Born on 11 March 1955 in East Berlin to a family of intellectuals (her father-in-law was Wolf Biermannson, the dissident poet and singer), Nina Hagen left school at the age of 16 to join the Studio für Unterhaltungsmusik (studio of popular music), form her first band, Automobil, and record a song that has become legendary in East Berlin, Du Hast den Farbfilm Vergessen.
But it was in 1976, when her family was forced to move to West Berlin, that Nina Hagen's career took another dimension.
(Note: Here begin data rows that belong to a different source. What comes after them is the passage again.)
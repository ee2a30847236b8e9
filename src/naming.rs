//! Display-name derivation for tool pages.
//!
//! Two policies exist. The filename policy only looks at the file's name;
//! the title policy prefers the document's `<title>` and falls back to the
//! filename when the page has none.

use std::fmt::Display;
use std::str::FromStr;

use serde::{Deserialize, Serialize};

const HTML_SUFFIX: &str = ".html";

/// Strategy used to turn a tool page into a display name.
#[derive(Debug, Clone, Copy, PartialEq, Eq, Default, Serialize, Deserialize)]
#[serde(rename_all = "kebab-case")]
pub enum NamingPolicy {
    /// Decode and prettify the filename.
    Filename,
    /// Use the page's `<title>`, falling back to the filename.
    #[default]
    #[serde(alias = "title", alias = "title-tag")]
    TitleTagWithFallback,
}

impl FromStr for NamingPolicy {
    type Err = String;

    fn from_str(s: &str) -> Result<Self, Self::Err> {
        match s.trim().to_ascii_lowercase().as_str() {
            "filename" => Ok(NamingPolicy::Filename),
            "title" | "title-tag" | "title-tag-with-fallback" => {
                Ok(NamingPolicy::TitleTagWithFallback)
            }
            other => Err(format!(
                "Unknown naming policy '{}', expected 'filename' or 'title-tag-with-fallback'",
                other
            )),
        }
    }
}

impl Display for NamingPolicy {
    fn fmt(&self, f: &mut std::fmt::Formatter<'_>) -> std::fmt::Result {
        match self {
            NamingPolicy::Filename => write!(f, "filename"),
            NamingPolicy::TitleTagWithFallback => write!(f, "title-tag-with-fallback"),
        }
    }
}

/// Returns true if `name` ends in `.html`, ignoring ASCII case.
///
/// `.htm` and other spellings do not qualify.
pub fn is_html(name: &str) -> bool {
    name.len() >= HTML_SUFFIX.len()
        && name
            .get(name.len() - HTML_SUFFIX.len()..)
            .is_some_and(|suffix| suffix.eq_ignore_ascii_case(HTML_SUFFIX))
}

/// Removes one trailing `.html` (any case). Other names are returned unchanged.
pub fn strip_html_suffix(name: &str) -> &str {
    if is_html(name) {
        &name[..name.len() - HTML_SUFFIX.len()]
    } else {
        name
    }
}

/// Percent-decodes `input` the way a browser decodes a URI component.
///
/// Returns `None` when a `%` is not followed by two hex digits or when the
/// decoded bytes are not valid UTF-8.
pub fn percent_decode(input: &str) -> Option<String> {
    let bytes = input.as_bytes();
    let mut i = 0;
    while i < bytes.len() {
        if bytes[i] == b'%' {
            let well_formed = bytes.len() > i + 2
                && bytes[i + 1].is_ascii_hexdigit()
                && bytes[i + 2].is_ascii_hexdigit();
            if !well_formed {
                return None;
            }
            i += 3;
        } else {
            i += 1;
        }
    }

    urlencoding::decode(input).ok().map(|decoded| decoded.into_owned())
}

/// Percent-decodes `input`, keeping it untouched if decoding fails.
pub fn decode_or_raw(input: &str) -> String {
    percent_decode(input).unwrap_or_else(|| input.to_string())
}

/// Collapses every run of `_` and `-` into a single space.
pub fn normalize_separators(input: &str) -> String {
    let mut out = String::with_capacity(input.len());
    let mut in_run = false;

    for c in input.chars() {
        if c == '_' || c == '-' {
            if !in_run {
                out.push(' ');
                in_run = true;
            }
        } else {
            out.push(c);
            in_run = false;
        }
    }

    out
}

/// Uppercases the first character of every whitespace-delimited word.
///
/// Everything else, including existing capitals, is left as is.
pub fn title_case(input: &str) -> String {
    let mut out = String::with_capacity(input.len());
    let mut word_start = true;

    for c in input.chars() {
        if c.is_whitespace() {
            word_start = true;
            out.push(c);
        } else if word_start {
            out.extend(c.to_uppercase());
            word_start = false;
        } else {
            out.push(c);
        }
    }

    out
}

/// Filename policy: strip `.html`, decode, normalize separators, title-case.
pub fn name_from_filename(filename: &str) -> String {
    let stem = strip_html_suffix(filename);
    title_case(&normalize_separators(&decode_or_raw(stem)))
}

/// Fallback used by the title policy: decode the whole filename first, then
/// strip `.html`, normalize separators and title-case.
pub fn fallback_name(filename: &str) -> String {
    let decoded = decode_or_raw(filename);
    title_case(&normalize_separators(strip_html_suffix(&decoded)))
}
She took trips to London, shared affinities with the rising Punk movement and released two records in quick succession, Nina Hagen Band (1978) and Unbegagen (1979) which transformed her into an icon of this new alternative and internationalist scene. African Reggae, a flamboyant song mixing English and German, demented singing of decadent opera, reggae rhythms and rock arrangements, durably stayed at the tops of hit parade charts all over Europe.
Settled in the USA, Nina tried, with mixed success, to keep pursuing this singular mix of punk, funk and opera (NunSexMarkRock in 1982, Angstlos in 1983, Street in 1991). The singer made a remarkable comeback on the front of the scene in 1999 by recording a version of Kurt Weill's The Threepenny Opera, followed by two albums (Big Band Explosion in 2003 and Nina Hagen & Capital Dance Orchestra in 2006), dedicated to the repertoire of jazz standards and popular German and international songs of the 1930s.